The DataAccessLayer overrides the abstarct data providers using LinqtoSql data context and Linq queries. And here is the point that makes me feel i go wrong...
My DataLayer right before it sends data to the business layer, maps (converts) the data retrieved from DB to the Model classes (Custom entities) using the mappers. It looks like this:
internal static model.City ToModel(this City city)
{
if (city == null)
{
return null;
}
return new model.City
{
Id = city.CountryId,
CountryId = city.CountryId,
AddedDate = city.AddedDate,
AddedBy = city.AddedBy,
Title = city.Title
};
}
So the mapper maps data object to the describing model. Is that right and common way to work with entities or do I have to use the data object as entities (to gain a time)? Am I clear enough?
You could use your data entities in your project if they are POCOs. Otherwise I would create separate models as you have done. But do keep them in a separate assembly (not in the DataAccess project)

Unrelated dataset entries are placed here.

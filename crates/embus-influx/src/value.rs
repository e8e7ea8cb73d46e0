// SPDX-License-Identifier: Apache-2.0 OR MIT
// Copyright (c) 2025-2026 naskel.com

//! Typed field values and classification of dynamic bus values.
//!
//! The bus delivers channel updates as dynamic JSON values. Only numeric
//! and textual values are persisted; everything else is dropped at
//! classification without logging.

use std::fmt;

/// A value that can be stored in an InfluxDB field.
#[derive(Debug, Clone, PartialEq)]
pub enum Value {
    /// 64-bit signed integer.
    Integer(i64),
    /// 64-bit floating point.
    Float(f64),
    /// UTF-8 string.
    Text(String),
}

impl Value {
    /// Format this value for InfluxDB Line Protocol.
    ///
    /// - Integer: suffixed with `i` (e.g., `42i`)
    /// - Float: written as-is (e.g., `3.14`)
    /// - Text: quoted with double quotes, inner quotes escaped (e.g., `"ok"`)
    pub fn to_line_protocol(&self) -> String {
        match self {
            Value::Integer(v) => format!("{}i", v),
            Value::Float(v) => format!("{}", v),
            Value::Text(v) => {
                let escaped = v.replace('\\', "\\\\").replace('"', "\\\"");
                format!("\"{}\"", escaped)
            }
        }
    }
}

impl fmt::Display for Value {
    fn fmt(&self, f: &mut fmt::Formatter<'_>) -> fmt::Result {
        write!(f, "{}", self.to_line_protocol())
    }
}

/// A single named observation pending persistence.
///
/// Immutable once constructed. One instance per observed update per
/// interval; repeated updates to the same channel produce separate
/// instances.
#[derive(Debug, Clone, PartialEq)]
pub struct FieldValue {
    /// Channel address, used as the InfluxDB field key.
    pub field: String,
    /// The observed value.
    pub value: Value,
}

impl FieldValue {
    /// Create a new field value.
    pub fn new(field: impl Into<String>, value: Value) -> Self {
        Self {
            field: field.into(),
            value,
        }
    }
}

/// Classify a dynamic bus value into a typed field value.
///
/// JSON numbers become `Integer` when representable as `i64`, otherwise
/// `Float`. JSON strings become `Text`. Booleans, null, arrays and
/// objects are not persisted and yield `None`.
///
/// Pure; timestamp assignment happens at the queueing layer.
pub fn classify(field: &str, raw: &serde_json::Value) -> Option<FieldValue> {
    let value = match raw {
        serde_json::Value::Number(n) => {
            if let Some(i) = n.as_i64() {
                Value::Integer(i)
            } else {
                Value::Float(n.as_f64()?)
            }
        }
        serde_json::Value::String(s) => Value::Text(s.clone()),
        _ => return None,
    };
    Some(FieldValue::new(field, value))
}

#[cfg(test)]
mod tests {
    use super::*;
    use serde_json::json;

    #[test]
    fn test_classify_integer() {
        let fv = classify("ess0/ActivePower", &json!(3500)).expect("classify");
        assert_eq!(fv.field, "ess0/ActivePower");
        assert_eq!(fv.value, Value::Integer(3500));
    }

    #[test]
    fn test_classify_negative_integer() {
        let fv = classify("ess0/ReactivePower", &json!(-120)).expect("classify");
        assert_eq!(fv.value, Value::Integer(-120));
    }

    #[test]
    fn test_classify_float() {
        let fv = classify("meter0/Frequency", &json!(49.98)).expect("classify");
        match fv.value {
            Value::Float(v) => assert!((v - 49.98).abs() < f64::EPSILON),
            other => panic!("expected Float, got {:?}", other),
        }
    }

    #[test]
    fn test_classify_text() {
        let fv = classify("system0/State", &json!("RUNNING")).expect("classify");
        assert_eq!(fv.value, Value::Text("RUNNING".to_string()));
    }

    #[test]
    fn test_classify_rejects_unsupported_types() {
        assert!(classify("c", &json!(true)).is_none());
        assert!(classify("c", &json!(null)).is_none());
        assert!(classify("c", &json!([1, 2, 3])).is_none());
        assert!(classify("c", &json!({"nested": 1})).is_none());
    }

    #[test]
    fn test_value_integer_line_protocol() {
        assert_eq!(Value::Integer(42).to_line_protocol(), "42i");
        assert_eq!(Value::Integer(-7).to_line_protocol(), "-7i");
    }

    #[test]
    fn test_value_float_line_protocol() {
        assert_eq!(Value::Float(21.5).to_line_protocol(), "21.5");
    }

    #[test]
    fn test_value_text_line_protocol_escapes_quotes() {
        let v = Value::Text("say \"hi\"".to_string());
        assert_eq!(v.to_line_protocol(), "\"say \\\"hi\\\"\"");
    }

    #[test]
    fn test_value_text_line_protocol_escapes_backslash() {
        let v = Value::Text("a\\b".to_string());
        assert_eq!(v.to_line_protocol(), "\"a\\\\b\"");
    }
}
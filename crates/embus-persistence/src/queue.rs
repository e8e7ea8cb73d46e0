// SPDX-License-Identifier: Apache-2.0 OR MIT
// Copyright (c) 2025-2026 naskel.com

//! Bucketed queue of pending field values.
//!
//! Concurrent multi-map keyed by quantized timestamp. Producers insert
//! under the mutex; the flush cycle drains or clears the whole map
//! atomically through the same mutex, so a drain never observes a
//! partial bucket.

use embus_influx::FieldValue;
use parking_lot::Mutex;
use std::collections::HashMap;

/// Quantize a millisecond timestamp to the configured interval width.
///
/// Integer division: all timestamps within one interval share a key.
/// A zero width would divide by zero and is treated as no quantization.
pub fn bucket_key(now_ms: u64, interval_ms: u64) -> u64 {
    if interval_ms == 0 {
        return now_ms;
    }
    now_ms / interval_ms * interval_ms
}

/// Multi-map from bucket key to the field values observed in that window.
///
/// Repeated updates to the same field within a window are all retained;
/// within-bucket order is insertion order. Growth between flushes is
/// unbounded; `clear` is the safety valve the flush cycle uses while no
/// sink connection exists.
#[derive(Default)]
pub struct BucketQueue {
    inner: Mutex<HashMap<u64, Vec<FieldValue>>>,
}

impl BucketQueue {
    /// Create an empty queue.
    pub fn new() -> Self {
        Self::default()
    }

    /// Append a value under a bucket key. O(1), in-memory only.
    pub fn put(&self, key: u64, value: FieldValue) {
        self.inner.lock().entry(key).or_default().push(value);
    }

    /// Atomically take the full mapping, leaving the queue empty.
    pub fn drain_all(&self) -> HashMap<u64, Vec<FieldValue>> {
        std::mem::take(&mut *self.inner.lock())
    }

    /// Atomically discard all contents.
    pub fn clear(&self) {
        self.inner.lock().clear();
    }

    /// Number of pending field values across all buckets.
    pub fn len(&self) -> usize {
        self.inner.lock().values().map(Vec::len).sum()
    }

    /// True when no values are pending.
    pub fn is_empty(&self) -> bool {
        self.inner.lock().is_empty()
    }
}

#[cfg(test)]
mod tests {
    use super::*;
    use embus_influx::Value;
    use std::sync::Arc;

    fn fv(field: &str, v: i64) -> FieldValue {
        FieldValue::new(field, Value::Integer(v))
    }

    #[test]
    fn test_bucket_key_quantizes_down() {
        assert_eq!(bucket_key(1_000, 10_000), 0);
        assert_eq!(bucket_key(9_500, 10_000), 0);
        assert_eq!(bucket_key(10_000, 10_000), 10_000);
        assert_eq!(bucket_key(25_000, 10_000), 20_000);
        assert_eq!(bucket_key(25_000, 7_000), 21_000);
    }

    #[test]
    fn test_bucket_key_zero_interval() {
        assert_eq!(bucket_key(12_345, 0), 12_345);
    }

    #[test]
    fn test_put_same_window_shares_bucket() {
        let queue = BucketQueue::new();
        queue.put(bucket_key(1_000, 10_000), fv("power", 42));
        queue.put(bucket_key(9_500, 10_000), fv("power", 43));

        let buckets = queue.drain_all();
        assert_eq!(buckets.len(), 1);
        assert_eq!(buckets[&0], vec![fv("power", 42), fv("power", 43)]);
    }

    #[test]
    fn test_drain_all_is_idempotent() {
        let queue = BucketQueue::new();
        queue.put(0, fv("a", 1));

        let first = queue.drain_all();
        assert_eq!(first.len(), 1);

        let second = queue.drain_all();
        assert!(second.is_empty());
    }

    #[test]
    fn test_clear_discards_everything() {
        let queue = BucketQueue::new();
        queue.put(0, fv("a", 1));
        queue.put(10_000, fv("b", 2));
        assert_eq!(queue.len(), 2);

        queue.clear();
        assert!(queue.is_empty());
        assert_eq!(queue.len(), 0);
    }

    #[test]
    fn test_len_counts_values_across_buckets() {
        let queue = BucketQueue::new();
        queue.put(0, fv("a", 1));
        queue.put(0, fv("a", 2));
        queue.put(10_000, fv("b", 3));
        assert_eq!(queue.len(), 3);
    }

    #[test]
    fn test_concurrent_producers_lose_nothing() {
        let queue = Arc::new(BucketQueue::new());
        let mut handles = Vec::new();

        for t in 0..8u64 {
            let queue = Arc::clone(&queue);
            handles.push(std::thread::spawn(move || {
                for i in 0..100 {
                    queue.put(t * 10_000, fv("ch", i));
                }
            }));
        }
        for handle in handles {
            handle.join().unwrap();
        }

        assert_eq!(queue.len(), 800);
        let buckets = queue.drain_all();
        assert_eq!(buckets.len(), 8);
        assert!(buckets.values().all(|v| v.len() == 100));
    }
}
// SPDX-License-Identifier: Apache-2.0 OR MIT
// Copyright (c) 2025-2026 naskel.com

//! EMBus Persistence Service
//!
//! Buffers channel value updates from the EMBus data bus and periodically
//! flushes them to InfluxDB as batched writes.
//!
//! # Architecture
//!
//! ```text
//! bus threads --> BusListener::on_update --> classify --> BucketQueue
//!                                                            |
//! scheduler thread --> flush_once --> ConnectionManager --> TimeSeriesSink
//! ```
//!
//! # Operation
//!
//! 1. The bus invokes `on_update` once per observed channel update, from
//!    arbitrarily many threads. Updates are classified and inserted into
//!    the bucketed queue under the timestamp quantized to the configured
//!    cycle interval. This path is in-memory only and never blocks on
//!    network I/O.
//! 2. A single scheduler thread runs `flush_once` per cycle. Without a
//!    sink connection, the queue is cleared so memory stays bounded
//!    during an outage. With a connection, the queue is drained into one
//!    batch write carrying one data point per bucket.
//! 3. Connection setup is lazy: retried every cycle until it succeeds,
//!    then cached for the process lifetime.
//!
//! # Example
//!
//! ```ignore
//! use embus_persistence::{BusListener, Config, HttpConnector, PersistenceService};
//!
//! let config = Config::builder().endpoint("10.4.0.15").fleet_id(42).build();
//! let service = PersistenceService::new(config, Box::new(HttpConnector));
//!
//! // Wire `&service` into the bus as a BusListener, then per cycle:
//! if service.initialize() {
//!     service.flush_once();
//! }
//! ```

pub mod config;
pub mod connection;
pub mod listener;
pub mod queue;
pub mod service;

pub use config::{Config, ConfigBuilder, ConfigError, ConnectParams};
pub use connection::{ConnectionManager, Connector, HttpConnector, MockConnector, SinkState};
pub use listener::BusListener;
pub use queue::{bucket_key, BucketQueue};
pub use service::{
    FlushOutcome, PersistenceService, StatsSnapshot, DB_NAME, FLEET_TAG, MEASUREMENT,
};

pub use embus_influx::{
    classify, DataPoint, FieldValue, HttpSink, MemorySink, SinkError, TimeSeriesSink, Value,
};
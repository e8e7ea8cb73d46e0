// SPDX-License-Identifier: Apache-2.0 OR MIT
// Copyright (c) 2025-2026 naskel.com

//! Flush cycle and service wiring.
//!
//! # Operation (per cycle)
//!
//! 1. Acquire the sink connection (lazily established, cached).
//! 2. Without a connection, clear the queue: pending data is dropped so
//!    memory stays bounded during a sink outage.
//! 3. With a connection, drain the queue and issue one batch write
//!    carrying one data point per bucket, tagged with the fleet
//!    identifier.
//! 4. A failed write is logged and counted; the drained data is not
//!    re-queued.
//!
//! The write is blocking and synchronous within the cycle; a hanging sink
//! stalls subsequent cycles.

use crate::config::Config;
use crate::connection::{ConnectionManager, Connector};
use crate::listener::BusListener;
use crate::queue::{bucket_key, BucketQueue};
use arc_swap::ArcSwap;
use embus_influx::{classify, DataPoint};
use parking_lot::Mutex;
use std::sync::atomic::{AtomicBool, AtomicU64, Ordering};
use std::sync::Arc;
use std::time::{SystemTime, UNIX_EPOCH};

/// Target database, created if absent at connect time.
pub const DB_NAME: &str = "db";

/// Measurement all channel values are written under.
pub const MEASUREMENT: &str = "data";

/// Tag key carrying the fleet identifier.
pub const FLEET_TAG: &str = "fleet";

/// Outcome of a single flush cycle.
#[derive(Debug, Clone, Copy, PartialEq, Eq)]
pub enum FlushOutcome {
    /// No sink connection; pending values were discarded to bound memory.
    NotConnected { values_discarded: usize },
    /// Connected but nothing was pending; no write issued.
    Empty,
    /// One batch write succeeded.
    Written { points: usize },
    /// The batch write failed; the drained points are lost.
    WriteFailed { points_lost: usize },
}

/// Cumulative service counters.
#[derive(Debug, Default)]
struct ServiceStats {
    cycles: AtomicU64,
    points_written: AtomicU64,
    values_discarded: AtomicU64,
    write_errors: AtomicU64,
    updates_queued: AtomicU64,
    updates_ignored: AtomicU64,
}

/// Point-in-time copy of the service counters.
#[derive(Debug, Clone, Copy, Default, PartialEq, Eq)]
pub struct StatsSnapshot {
    /// Flush cycles run.
    pub cycles: u64,
    /// Data points written successfully.
    pub points_written: u64,
    /// Field values dropped (outage clears and failed writes).
    pub values_discarded: u64,
    /// Failed batch writes.
    pub write_errors: u64,
    /// Updates accepted into the queue.
    pub updates_queued: u64,
    /// Updates rejected at the listener (config channels, absent values,
    /// unsupported types).
    pub updates_ignored: u64,
}

impl ServiceStats {
    fn snapshot(&self) -> StatsSnapshot {
        StatsSnapshot {
            cycles: self.cycles.load(Ordering::Relaxed),
            points_written: self.points_written.load(Ordering::Relaxed),
            values_discarded: self.values_discarded.load(Ordering::Relaxed),
            write_errors: self.write_errors.load(Ordering::Relaxed),
            updates_queued: self.updates_queued.load(Ordering::Relaxed),
            updates_ignored: self.updates_ignored.load(Ordering::Relaxed),
        }
    }
}

/// Periodic InfluxDB persistence for bus channel values.
///
/// Producer side (`on_update` / `ingest_at`) is called from bus dispatch
/// threads; consumer side (`initialize` / `flush_once`) from a single
/// scheduler thread, at most one cycle in flight at a time.
pub struct PersistenceService {
    config: ArcSwap<Config>,
    queue: BucketQueue,
    connection: Mutex<ConnectionManager>,
    ready: AtomicBool,
    stats: ServiceStats,
}

impl PersistenceService {
    /// Create a service flushing through the given connector.
    pub fn new(config: Config, connector: Box<dyn Connector>) -> Self {
        Self {
            config: ArcSwap::from_pointee(config),
            queue: BucketQueue::new(),
            connection: Mutex::new(ConnectionManager::new(connector, DB_NAME)),
            ready: AtomicBool::new(false),
            stats: ServiceStats::default(),
        }
    }

    /// Current configuration.
    pub fn config(&self) -> Arc<Config> {
        self.config.load_full()
    }

    /// Swap the configuration.
    ///
    /// Affects only future updates and cycles; already-bucketed values
    /// keep the key they were quantized with.
    pub fn set_config(&self, config: Config) {
        self.config.store(Arc::new(config));
    }

    /// Counters snapshot.
    pub fn stats(&self) -> StatsSnapshot {
        self.stats.snapshot()
    }

    /// Number of field values currently pending.
    pub fn pending(&self) -> usize {
        self.queue.len()
    }

    /// True once a sink connection has been acquired at least once.
    pub fn is_ready(&self) -> bool {
        self.ready.load(Ordering::Acquire)
    }

    /// Attempt the first connection.
    ///
    /// The scheduler calls this every cycle until it reports `true`, and
    /// only then starts flushing. Once ready, always returns `true`
    /// without touching the connection.
    pub fn initialize(&self) -> bool {
        if self.is_ready() {
            return true;
        }
        let config = self.config.load_full();
        if self.connection.lock().acquire(&config).is_some() {
            self.ready.store(true, Ordering::Release);
            return true;
        }
        false
    }

    /// Ingest one update at an explicit timestamp.
    ///
    /// The bucket key uses the interval configured at the moment of
    /// insertion; a later interval change never re-buckets this value.
    pub fn ingest_at(
        &self,
        channel: &str,
        config_channel: bool,
        value: Option<&serde_json::Value>,
        now_ms: u64,
    ) {
        if config_channel {
            self.stats.updates_ignored.fetch_add(1, Ordering::Relaxed);
            return;
        }
        let Some(raw) = value else {
            self.stats.updates_ignored.fetch_add(1, Ordering::Relaxed);
            return;
        };
        let Some(field_value) = classify(channel, raw) else {
            self.stats.updates_ignored.fetch_add(1, Ordering::Relaxed);
            return;
        };

        let interval = self.config.load().cycle_ms;
        self.queue.put(bucket_key(now_ms, interval), field_value);
        self.stats.updates_queued.fetch_add(1, Ordering::Relaxed);
    }

    /// Run one flush cycle.
    pub fn flush_once(&self) -> FlushOutcome {
        self.stats.cycles.fetch_add(1, Ordering::Relaxed);
        let config = self.config.load_full();

        let params = config.connect_params();
        let sink = self.connection.lock().acquire(&config);
        let (Some(params), Some(sink)) = (params, sink) else {
            // Clear the queue while no connection exists so a sustained
            // outage cannot fill memory.
            let discarded = self.queue.len();
            self.queue.clear();
            if discarded > 0 {
                self.stats
                    .values_discarded
                    .fetch_add(discarded as u64, Ordering::Relaxed);
                tracing::warn!("no sink connection, discarded {} pending values", discarded);
            }
            return FlushOutcome::NotConnected {
                values_discarded: discarded,
            };
        };
        self.ready.store(true, Ordering::Release);

        let buckets = self.queue.drain_all();
        if buckets.is_empty() {
            return FlushOutcome::Empty;
        }

        let fleet = params.fleet_id.to_string();
        let mut points = Vec::with_capacity(buckets.len());
        for (timestamp, values) in buckets {
            let mut point = DataPoint::new(MEASUREMENT, timestamp).tag(FLEET_TAG, fleet.clone());
            for field_value in values {
                point = point.field(field_value.field, field_value.value);
            }
            points.push(point);
        }

        let count = points.len();
        let values: usize = points.iter().map(|p| p.fields.len()).sum();
        match sink.write(DB_NAME, &points) {
            Ok(()) => {
                tracing::debug!("wrote {} points to InfluxDB", count);
                self.stats
                    .points_written
                    .fetch_add(count as u64, Ordering::Relaxed);
                FlushOutcome::Written { points: count }
            }
            Err(e) => {
                tracing::error!("batch write of {} points failed: {}", count, e);
                self.stats.write_errors.fetch_add(1, Ordering::Relaxed);
                self.stats
                    .values_discarded
                    .fetch_add(values as u64, Ordering::Relaxed);
                FlushOutcome::WriteFailed { points_lost: count }
            }
        }
    }
}

impl BusListener for PersistenceService {
    fn on_update(&self, channel: &str, config_channel: bool, value: Option<&serde_json::Value>) {
        self.ingest_at(channel, config_channel, value, now_millis());
    }
}

/// Milliseconds since the Unix epoch.
fn now_millis() -> u64 {
    SystemTime::now()
        .duration_since(UNIX_EPOCH)
        .map(|d| d.as_millis() as u64)
        .unwrap_or(0)
}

But I would not expose them through a webservice.
Other suggestions
imho people overuse layers. Most applications do not need a lot of layers. My current client had a architecture like yours for all their applications. The problem was that only the data access layer and the presentation layer had logic in them, all other layers just took data from the lower layer, transformed it, and sent it to the layer above.
The first thing I did was to tell them to scrap all layers and instead use something like this (requires a IoC container):
Core (Contains business rules and dataaccess through an orm)
Specification (Seperated interface pattern. Contains service interfaces and models)
User interface (might be a webservice, winforms, webapp)
That works for most application. If you find that Core grows and becomes too large too handle you can split it up without affecting any of the user interfaces.
You are already using an ORM and have you thought about using a validation block (FluentValidation or DataAnnotations) for validation? Makes it easy to validate your models in all layers.
It may be a common practice to send out DTOs from serivce boundary (WCF service, etc.) but if you are directly using your "entities" in your presentation model, I don't see any benefit in doing that.
As to the code snippet you have provided, why not use AutoMappter? It helps by eliminating writing of boiler-plate mapping codes and does that for you if you have a set of convention in place.
Get rid of the model now, before removing it later will require refactoring the whole application. The last project i worked on used this architecture and maintaining the DTO layer and mappings to the database model layer is a huge pain in the arse and offers no usefull benefits. One of the main things that is anoying is that LinkToSql does not effectively support a disconnected data model. You cannot update a database table by creating a new DB entity with a primary key matching an existing record and then stick it into the data context. You have to first retrieve the entity from the database, update it then commit the changes. Managing this results in really nasty update methods to map all the properties from your DTOs to your LinqtoSql classes. It also breaks the whole deferred execution model of LinqToSql. Don't even get me started on the problems it causes with properties on parent classes that are collections of child DTOs (e.g. a customer DTO with an Orders property that contains a collection of order DTOs), managing those mappings is really really fiddly, i had to do some extensive optimisations because retrieving a few hundred records ended up causing LinqToSql to make 200,000 database calls (admittedly there was also some pretty dumbass code as well but you get the picture).
The only valid reason to use DTOs is if you want to have multiple pluggable Data Access Layers e.g. LinqToSql and NHibernate for supporting different DB servers. That way you can swap out the data access later without having to change any other layers. If you don't need to do this then save yourself a world of pain and just use the LinqToSql entities.